Corée du Nord : réel pouvoir et fausse menace
- Andrea Perez
- 16 févr. 2023
- 8 min de lecture
L’armée de la Corée du Nord a récemment annoncé vouloir étendre et intensifier ses exercices militaires en vue de « la préparation à la guerre ». Kim Jong-un a également dévoilé de nouveaux armements à l’occasion d’un défilé militaire.
Une démonstration de force
Le 8 février 2023 était une date importante pour la Corée du Nord. Il s’agissait du 75ème anniversaire de la fondation des forces armées du pays. Pour l’occasion a eu lieu une gigantesque parade nocturne dont les images ont été diffusées par la presse officielle. Elle avait lieu sur la place Kim Il-sung, fondateur de la Corée du Nord et grand-père de Kim Jong-un. Ce dernier a ainsi pu se mettre en scène avec ses généraux, marcher sur un tapis rouge, inspecter et saluer des rangs de soldats.
Cette parade a aussi permis à Pyongyang d’exhiber ses armements et plus spécifiquement onze missiles de longue portée. Parmi eux, on retrouve le Hwasong-17, le plus gros ICBM (missile intercontinental) du pays. Les médias officiels ont parlé du défilé comme d’une « unité d’opération nucléaire tactique », incarnation des « puissantes capacités nucléaires de dissuasion et de contre-attaque » dont dispose la Corée du Nord.
Au vu des images, le pays semble avoir élargi son arsenal militaire avec l’équipement en carburant solide des nouveaux missiles intercontinentaux. Cela constitue une évolution importante car la Corée du Nord ne disposait jusque-là que de missiles à propulsion liquide. Ceux-ci nécessitent un temps de préparation et sont donc plus facilement détectables par l’ennemi. Les missiles intercontinentaux disposent d’un délai plus faible entre la décision de lancement et le tir.

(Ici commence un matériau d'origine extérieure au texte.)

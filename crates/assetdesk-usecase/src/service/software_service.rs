//! Software Asset Service
//!
//! A software package is stored once per (name, version). Adding a package
//! that is already known links the listed hardware to the stored record.

use chrono::Utc;
use tracing::info;

use assetdesk_domain::error::{EntityKind, Result};
use assetdesk_domain::model::hardware_asset::HardwareAsset;
use assetdesk_domain::model::ids::{HardwareAssetId, SoftwareAssetId};
use assetdesk_domain::model::software_asset::SoftwareAsset;
use assetdesk_domain::repository::UnitOfWork;
use assetdesk_domain::service::link_resolver::{LinkOutcome, LinkResolver, SoftwareInstallation};

use super::found;

pub struct SoftwareAssetService<S> {
    store: S,
    resolver: LinkResolver,
}

impl<S: UnitOfWork> SoftwareAssetService<S> {
    pub fn new(store: S) -> Self {
        Self {
            store,
            resolver: LinkResolver::new(),
        }
    }

    /// Store a package, or reuse the stored one, and link its hardware
    pub fn add(&mut self, installation: SoftwareInstallation) -> Result<LinkOutcome> {
        let resolver = self.resolver;
        let now = Utc::now();
        let outcome = self
            .store
            .transaction(|tx| resolver.attach(tx, installation, now))?;
        info!(
            software_id = ?outcome.software.id(),
            created = outcome.created,
            hardware = outcome.linked.len(),
            "software asset added"
        );
        Ok(outcome)
    }

    pub fn get_by_id(&self, id: SoftwareAssetId) -> Result<SoftwareAsset> {
        found(self.store.find_software(id)?, EntityKind::SoftwareAsset, id.get())
    }

    pub fn get_all(&self) -> Result<Vec<SoftwareAsset>> {
        Ok(self.store.list_software()?)
    }

    /// The package a hardware asset runs; empty when it runs none
    pub fn get_all_for(&self, hardware_id: HardwareAssetId) -> Result<Vec<SoftwareAsset>> {
        let hardware = found(
            self.store.find_hardware(hardware_id)?,
            EntityKind::HardwareAsset,
            hardware_id.get(),
        )?;
        match hardware.software_id() {
            Some(id) => Ok(self.store.find_software(id)?.into_iter().collect()),
            None => Ok(Vec::new()),
        }
    }

    /// Every hardware asset the package is installed on
    pub fn installed_on(&self, id: SoftwareAssetId) -> Result<Vec<HardwareAsset>> {
        self.get_by_id(id)?;
        Ok(self.store.hardware_for_software(id)?)
    }

    /// Change the manufacturer; name and version identify the package
    pub fn update(&mut self, id: SoftwareAssetId, manufacturer: &str) -> Result<SoftwareAsset> {
        self.store.transaction(|tx| -> Result<SoftwareAsset> {
            let mut software = found(tx.find_software(id)?, EntityKind::SoftwareAsset, id.get())?;
            software.set_manufacturer(manufacturer)?;
            tx.update_software(&software)?;
            info!(software_id = %id, "software asset updated");
            Ok(software)
        })
    }

    /// Delete a package and clear every hardware link to it
    pub fn delete(&mut self, id: SoftwareAssetId) -> Result<()> {
        let unlinked = self.store.transaction(|tx| -> Result<usize> {
            found(tx.find_software(id)?, EntityKind::SoftwareAsset, id.get())?;
            let hardware = tx.hardware_for_software(id)?;
            for mut asset in hardware.iter().cloned() {
                asset.unlink_software();
                tx.update_hardware(&asset)?;
            }
            tx.delete_software(id)?;
            Ok(hardware.len())
        })?;
        info!(software_id = %id, unlinked, "software asset deleted");
        Ok(())
    }
}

Un message au monde extérieur
Kim Jong-un était bien sûr présent pour le défilé avec des haut gradés, son épouse et sa fille. Le dirigeant nord-coréen cherche à la fois à s’adresser à sa population et au monde extérieur. L’idée est en effet de justifier les privations dont souffre la population pour que la Corée du Nord se dote de l’arme nucléaire et de montrer la puissance du pays. « Nos missiles sont prêts à remplir leur mission à tout moment sur ordre de notre dirigeant » a écrit la KCNA, l’agence de presse nord-coréenne. Le message du pouvoir vise à montrer que le pays est capable de se défendre face aux nombreuses menaces auxquelles il doit faire face, « bombe nucléaire pour bombe nucléaire, affrontement pour affrontement » selon les mots de la KCNA.
Le défilé du 8 février n’était pas le seul élément destiné à envoyer ce message au monde extérieur. La Corée du Nord a également annoncé le 7 février vouloir étendre et intensifier ses exercices militaires en vue de « la préparation à la guerre » selon les médias d’Etat. Cela fait suite à une réunion dirigée par Kim Jong-un le lundi 6 février. La KCNA a indiqué que l’objectif était notamment « l’élargissement et l’intensification constants des opérations et des exercices de combat de l’Armée populaire coréenne afin de strictement perfectionner la préparation à la guerre ».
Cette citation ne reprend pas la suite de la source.